Lovecraft, The Psychedelic Experience and the Problem of Religious Language

*Work in Progress*

The problem of religious language, that is whether or not we can we talk meaningfully about religious concepts and experiences (specifically, for example, the nature of God or mystical experience), dates back at least as far as the 5th-6h Century Neoplatonic mystic Pseudo-Dionysius the Areopagite. Pseudo-Dionysius argued in favour of what has come to be known as the via negativa – or the apophatic way (from the Greek ‘to deny’) – a means of talking about God that gets at its point not through describing what God is, but rather through describing what God isn’t.

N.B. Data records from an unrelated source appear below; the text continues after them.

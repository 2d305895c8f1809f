//! Frame codec for the gateway wire protocol.
//!
//! All communication is JSON text frames:
//!
//! - [`RequestFrame`]: client to gateway call (`type: "req"`)
//! - [`ResponseFrame`]: gateway to client result (`type: "res"`)
//! - [`EventFrame`]: gateway to client push (`type: "event"`)
//!
//! The handshake rides on these: the gateway pushes a `connect.challenge`
//! event, the client answers with a `connect` request carrying
//! [`ConnectParams`], and the response payload is a [`HelloOk`].

mod codec;
mod types;

pub use codec::*;
pub use types::*;
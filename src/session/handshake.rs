//! Connect handshake assembly and per-attempt auth state.

use std::fmt;

use tracing::{debug, info, warn};

use crate::core::{
    DEFAULT_ROLE, DEFAULT_SCOPE, MAX_PROTOCOL_VERSION, MIN_PROTOCOL_VERSION, TokenStore, now_ms,
};
use crate::frame::{ClientInfo, ConnectAuth, ConnectParams, HelloOk};
use crate::identity::{DeviceAuthPayload, DeviceToken, SigningCapability};

/// Static inputs to every connect request.
#[derive(Clone, PartialEq, Eq)]
pub struct HandshakeConfig {
    /// Client software identification.
    pub client: ClientInfo,
    /// Requested role.
    pub role: String,
    /// Requested scopes.
    pub scopes: Vec<String>,
    /// Shared bearer token.
    pub token: Option<String>,
    /// Shared password.
    pub password: Option<String>,
    /// User agent sent with the connect request.
    pub user_agent: String,
    /// Preferred locale.
    pub locale: String,
    /// Lowest acceptable protocol version.
    pub min_protocol: u32,
    /// Highest acceptable protocol version.
    pub max_protocol: u32,
}

impl HandshakeConfig {
    /// Defaults for a client identified by `client`.
    pub fn new(client: ClientInfo) -> Self {
        let user_agent = format!("{}/{}", client.id, client.version);
        Self {
            client,
            role: DEFAULT_ROLE.into(),
            scopes: vec![DEFAULT_SCOPE.into()],
            token: None,
            password: None,
            user_agent,
            locale: "en".into(),
            min_protocol: MIN_PROTOCOL_VERSION,
            max_protocol: MAX_PROTOCOL_VERSION,
        }
    }
}

impl fmt::Debug for HandshakeConfig {
    fn fmt(&self, f: &mut fmt::Formatter<'_>) -> fmt::Result {
        f.debug_struct("HandshakeConfig")
            .field("client", &self.client)
            .field("role", &self.role)
            .field("scopes", &self.scopes)
            .field("token", &self.token.as_ref().map(|_| "[redacted]"))
            .field("password", &self.password.as_ref().map(|_| "[redacted]"))
            .field("user_agent", &self.user_agent)
            .field("locale", &self.locale)
            .field("min_protocol", &self.min_protocol)
            .field("max_protocol", &self.max_protocol)
            .finish()
    }
}

/// Auth state for one connect attempt.
///
/// Created when the attempt begins and consumed when it succeeds or fails.
#[derive(Default, Clone, PartialEq, Eq)]
pub struct AuthSession {
    device_token: Option<String>,
    can_fallback_to_shared: bool,
    nonce: Option<String>,
}

impl AuthSession {
    /// Look up the stored device token for this attempt.
    pub fn begin(
        config: &HandshakeConfig,
        signing: &SigningCapability,
        tokens: &dyn TokenStore,
    ) -> Self {
        let device_token = signing
            .device_id()
            .and_then(|device_id| tokens.load(device_id, &config.role))
            .map(|stored| stored.token);
        let can_fallback_to_shared = device_token.is_some() && config.token.is_some();
        Self {
            device_token,
            can_fallback_to_shared,
            nonce: None,
        }
    }

    /// Stored device token used by this attempt.
    pub fn device_token(&self) -> Option<&str> {
        self.device_token.as_deref()
    }

    /// Whether a shared token can take over if the device token is refused.
    pub fn can_fallback_to_shared(&self) -> bool {
        self.can_fallback_to_shared
    }

    /// Challenge nonce, once received.
    pub fn nonce(&self) -> Option<&str> {
        self.nonce.as_deref()
    }

    /// Record the challenge nonce.
    pub fn set_nonce(&mut self, nonce: impl Into<String>) {
        self.nonce = Some(nonce.into());
    }

    /// Assemble the connect parameters, signing them when possible.
    pub fn connect_params(
        &self,
        config: &HandshakeConfig,
        signing: &SigningCapability,
        signed_at_ms: u64,
    ) -> ConnectParams {
        let token = self.device_token.clone().or_else(|| config.token.clone());

        let device = signing.device_id().and_then(|device_id| {
            signing.prove(&DeviceAuthPayload {
                device_id,
                client_id: &config.client.id,
                client_mode: &config.client.mode,
                role: &config.role,
                scopes: &config.scopes,
                signed_at_ms,
                token: token.as_deref(),
                nonce: self.nonce.as_deref(),
            })
        });

        let auth = match (&token, &config.password) {
            (None, None) => None,
            _ => Some(ConnectAuth {
                token,
                password: config.password.clone(),
            }),
        };

        ConnectParams {
            min_protocol: config.min_protocol,
            max_protocol: config.max_protocol,
            client: config.client.clone(),
            role: config.role.clone(),
            scopes: config.scopes.clone(),
            device,
            auth,
            user_agent: config.user_agent.clone(),
            locale: config.locale.clone(),
        }
    }

    /// Persist a device token issued in `hello`.
    ///
    /// Failures are logged and swallowed; they never hold up the session.
    pub fn persist_issued(
        &self,
        hello: &HelloOk,
        config: &HandshakeConfig,
        signing: &SigningCapability,
        tokens: &dyn TokenStore,
    ) {
        let Some(device_id) = signing.device_id() else {
            return;
        };
        let Some(issued) = hello.auth.as_ref() else {
            return;
        };
        let Some(token) = issued.device_token.clone() else {
            return;
        };

        let role = issued.role.clone().unwrap_or_else(|| config.role.clone());
        let record = DeviceToken {
            token,
            role,
            scopes: issued.scopes.clone().unwrap_or_default(),
            updated_at_ms: issued.issued_at_ms.unwrap_or_else(now_ms),
        };
        let role = record.role.clone();
        match tokens.store(device_id, record) {
            Ok(()) => debug!(%role, "stored device token"),
            Err(e) => warn!(%role, error = %e, "failed to persist device token"),
        }
    }

    /// Drop the stored device token after the gateway refused it, so the
    /// next attempt authenticates with the shared credential.
    ///
    /// Returns `true` if a token was cleared.
    pub fn invalidate_device_token(
        &self,
        config: &HandshakeConfig,
        signing: &SigningCapability,
        tokens: &dyn TokenStore,
    ) -> bool {
        if !self.can_fallback_to_shared {
            return false;
        }
        let Some(device_id) = signing.device_id() else {
            return false;
        };
        match tokens.clear(device_id, &config.role) {
            Ok(()) => {
                info!(role = %config.role, "cleared rejected device token");
                true
            }
            Err(e) => {
                warn!(role = %config.role, error = %e, "failed to clear device token");
                false
            }
        }
    }
}

impl fmt::Debug for AuthSession {
    fn fmt(&self, f: &mut fmt::Formatter<'_>) -> fmt::Result {
        f.debug_struct("AuthSession")
            .field("device_token", &self.device_token.as_ref().map(|_| "[redacted]"))
            .field("can_fallback_to_shared", &self.can_fallback_to_shared)
            .field("nonce", &self.nonce)
            .finish()
    }
}

#[cfg(test)]
mod tests {
    use std::sync::Arc;

    use super::*;
    use crate::core::IdentityError;
    use crate::frame::HelloAuth;
    use crate::identity::{DeviceIdentity, MemoryTokenStore};

    fn config() -> HandshakeConfig {
        HandshakeConfig::new(ClientInfo {
            id: "control-ui".into(),
            display_name: None,
            version: "1.0.0".into(),
            platform: "linux".into(),
            mode: "webchat".into(),
            instance_id: Some("inst-1".into()),
        })
    }

    fn signing() -> SigningCapability {
        SigningCapability::Available(Arc::new(DeviceIdentity::generate()))
    }

    fn device_token(token: &str) -> DeviceToken {
        DeviceToken {
            token: token.into(),
            role: DEFAULT_ROLE.into(),
            scopes: vec![],
            updated_at_ms: 0,
        }
    }

    struct FailingStore;

    impl TokenStore for FailingStore {
        fn load(&self, _: &str, _: &str) -> Option<DeviceToken> {
            None
        }
        fn store(&self, _: &str, _: DeviceToken) -> Result<(), IdentityError> {
            Err(IdentityError::Io(std::io::Error::other("disk full")))
        }
        fn clear(&self, _: &str, _: &str) -> Result<(), IdentityError> {
            Err(IdentityError::Io(std::io::Error::other("disk full")))
        }
    }

    #[test]
    fn test_no_credentials_omits_auth() {
        let signing = signing();
        let auth = AuthSession::begin(&config(), &signing, &MemoryTokenStore::new());
        let params = auth.connect_params(&config(), &signing, 1);

        assert!(params.auth.is_none());
        let device = params.device.unwrap();
        assert_eq!(Some(device.id.as_str()), signing.device_id());
        assert!(device.nonce.is_none());
    }

    #[test]
    fn test_device_token_preferred_over_shared() {
        let signing = signing();
        let store = MemoryTokenStore::new();
        store
            .store(signing.device_id().unwrap(), device_token("dev-tok"))
            .unwrap();
        let mut config = config();
        config.token = Some("shared".into());
        config.password = Some("pw".into());

        let auth = AuthSession::begin(&config, &signing, &store);
        assert!(auth.can_fallback_to_shared());
        let params = auth.connect_params(&config, &signing, 1);
        let sent = params.auth.unwrap();
        assert_eq!(sent.token.as_deref(), Some("dev-tok"));
        assert_eq!(sent.password.as_deref(), Some("pw"));
    }

    #[test]
    fn test_unavailable_signing_uses_shared_only() {
        let store = MemoryTokenStore::new();
        let mut config = config();
        config.token = Some("shared".into());

        let auth = AuthSession::begin(&config, &SigningCapability::Unavailable, &store);
        assert!(!auth.can_fallback_to_shared());
        let params = auth.connect_params(&config, &SigningCapability::Unavailable, 1);
        assert!(params.device.is_none());
        assert_eq!(params.auth.unwrap().token.as_deref(), Some("shared"));
    }

    #[test]
    fn test_nonce_is_signed() {
        let signing = signing();
        let mut auth = AuthSession::begin(&config(), &signing, &MemoryTokenStore::new());
        auth.set_nonce("n-42");
        let params = auth.connect_params(&config(), &signing, 9);
        let device = params.device.unwrap();
        assert_eq!(device.nonce.as_deref(), Some("n-42"));
        assert_eq!(device.signed_at, 9);
    }

    #[test]
    fn test_persist_issued_token() {
        let signing = signing();
        let store = MemoryTokenStore::new();
        let mut hello = HelloOk::new(3);
        hello.auth = Some(HelloAuth {
            device_token: Some("issued".into()),
            role: Some("node".into()),
            scopes: Some(vec!["node.exec".into()]),
            issued_at_ms: Some(55),
        });

        let auth = AuthSession::begin(&config(), &signing, &store);
        auth.persist_issued(&hello, &config(), &signing, &store);

        let stored = store.load(signing.device_id().unwrap(), "node").unwrap();
        assert_eq!(stored.token, "issued");
        assert_eq!(stored.scopes, vec!["node.exec".to_string()]);
        assert_eq!(stored.updated_at_ms, 55);
    }

    #[test]
    fn test_persist_failure_is_swallowed() {
        let signing = signing();
        let mut hello = HelloOk::new(3);
        hello.auth = Some(HelloAuth {
            device_token: Some("issued".into()),
            ..HelloAuth::default()
        });
        let auth = AuthSession::default();
        auth.persist_issued(&hello, &config(), &signing, &FailingStore);
    }

    #[test]
    fn test_invalidate_only_with_fallback() {
        let signing = signing();
        let device_id = signing.device_id().unwrap().to_owned();
        let store = MemoryTokenStore::new();
        store.store(&device_id, device_token("dev-tok")).unwrap();

        // No shared token configured: keep the device token.
        let auth = AuthSession::begin(&config(), &signing, &store);
        assert!(!auth.invalidate_device_token(&config(), &signing, &store));
        assert!(store.load(&device_id, DEFAULT_ROLE).is_some());

        let mut config = config();
        config.token = Some("shared".into());
        let auth = AuthSession::begin(&config, &signing, &store);
        assert!(auth.invalidate_device_token(&config, &signing, &store));
        assert!(store.load(&device_id, DEFAULT_ROLE).is_none());
    }

    #[test]
    fn test_debug_redacts_token() {
        let signing = signing();
        let store = MemoryTokenStore::new();
        store
            .store(signing.device_id().unwrap(), device_token("dev-secret"))
            .unwrap();
        let auth = AuthSession::begin(&config(), &signing, &store);
        assert!(!format!("{auth:?}").contains("dev-secret"));

        let mut config = config();
        config.password = Some("hunter2".into());
        assert!(!format!("{config:?}").contains("hunter2"));
    }
}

This idea emerged through the realisation that an infinite, transcendent being such as God must be completely beyond the capacity of limited human beings to fully comprehend. Pseudo-Dionysius’ solution, then, is to talk only about what God is not:

“We therefore maintain that the universal and transcendent Cause of all things is neither without being nor without life, nor without reason or intelligence; nor is He a body, nor has He form or shape, quality, quantity or weight; nor has He any localized, visible or tangible existence; He is not sensible or perceptible; nor is He subject to any disorder or inordination nor influenced by any earthly passion; neither is He rendered impotent through the effects of material causes and events; He needs no light; He suffers no change, corruption, division, privation or flux; none of these things can either be identified with or attributed unto Him.”
Later scholars would also pick up on this notion. St. Augustine, for example, referred to God as aliud, aliud valde, meaning “other, completely other.” This notion as later taken up in Rudolf Otto’s notion of the numinous, and specifically in regard to the mysterium (including it’s fascinating and terrifying components).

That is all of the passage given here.